On the other hand, I really only want to do that for the books I’m behind on, so I can get them out ASAP, and then settle into my goal for more 2000+ word days. :)

This is not an experiment so much as it’s a challenge. I’ve told myself I can’t drop this plan or decide I don’t need to follow a schedule after all because it’s too restrictive—what silly nonsense. I made the schedule based on my own needs. No one is telling me what to do here; I’ve just figured out that these are the best times for me to do what I already want to do, for the benefit of both my future and current self. Being schedule-less just isn’t working out well for me and my sinking numbers for this year are yelling at me to make changes or risk losing the future I most want (continuing to write fiction for a living).

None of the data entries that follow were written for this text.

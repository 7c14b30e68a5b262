//! Payload spelunking shared by the event builder and the snapshot fold.
//!
//! Hook payloads arrive as loosely-shaped JSON; these helpers pull call ids,
//! trace ids, message lists, deltas, and timestamps out of the places the
//! gateway is known to put them.

use chrono::{DateTime, Utc};
use serde_json::Value;
use thiserror::Error;

use super::models::{CallStatus, Message};

#[derive(Debug, Error)]
pub enum PayloadError {
    #[error("{0}")]
    Malformed(String),
}

fn require_object<'a>(value: &'a Value, context: &str) -> Result<&'a serde_json::Map<String, Value>, PayloadError> {
    value
        .as_object()
        .ok_or_else(|| PayloadError::Malformed(format!("{context} must be an object")))
}

/// Finds a trace identifier at the top level, then under `request_data`, then
/// under `data`.
pub fn extract_trace_id(payload: &Value) -> Option<String> {
    let obj = payload.as_object()?;
    for scope in [Some(obj), nested(obj, "request_data"), nested(obj, "data")] {
        if let Some(scope) = scope {
            if let Some(trace) = scope.get("litellm_trace_id").and_then(Value::as_str) {
                if !trace.is_empty() {
                    return Some(trace.to_string());
                }
            }
        }
    }
    None
}

fn nested<'a>(
    obj: &'a serde_json::Map<String, Value>,
    key: &str,
) -> Option<&'a serde_json::Map<String, Value>> {
    obj.get(key).and_then(Value::as_object)
}

/// Finds the call identifier using the fixed lookup order: top level, then
/// `data`, `request_data`, `litellm_params.metadata`.
pub fn extract_call_id(payload: &Value) -> Option<String> {
    let obj = payload.as_object()?;
    let scopes = [
        Some(obj),
        nested(obj, "data"),
        nested(obj, "request_data"),
        nested(obj, "litellm_params").and_then(|p| nested(p, "metadata")),
    ];
    for scope in scopes.into_iter().flatten() {
        if let Some(id) = scope.get("litellm_call_id").and_then(Value::as_str) {
            if !id.is_empty() {
                return Some(id.to_string());
            }
        }
    }
    None
}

I’m going to do my best to follow the schedule. Some days, like today, I’ll have to make adjustments right off, but it’s a plan and I plan to keep on it.

7 to 12: writing, 3 sessions of 15 minutes, with a goal of 250 words per session (on publishing days I won’t be writing)
1 to 4: currently needed to catch up to where I need to be on several projects, writing some days, same as above, more likely doing publishing stuff, such as proofing chapters of whatever I’m working on

Because this is a 7 day a week schedule, the 1 to 4 won’t continue indefinitely. That’s 56 hours a week, and I don’t want to work that many hours every week unless a story is driving me to it. It’s just that right now I’m really behind on some stuff, so I need to work until 4 if I want to get this stuff done. By the middle of October, if I can stick to this, I’ll be in a much better place and will be able to adjust my schedule accordingly, for shorter hours. 5 hours x 7 days a week is a much more comfortable 35 hours a week, doing something I really like doing. And if I show that I can meet my goals and work fewer hours, I’ll take advantage of that.

However things end up, the plan is to have regular hours for my writing and publishing, so I can settle into a strong routine and actually start being productive in one way or another most days. I’m done ending every day feeling like I haven’t accomplished anything worthwhile.

Now, I’m late starting my work today, because of writing this post, so I’m going to call this post done.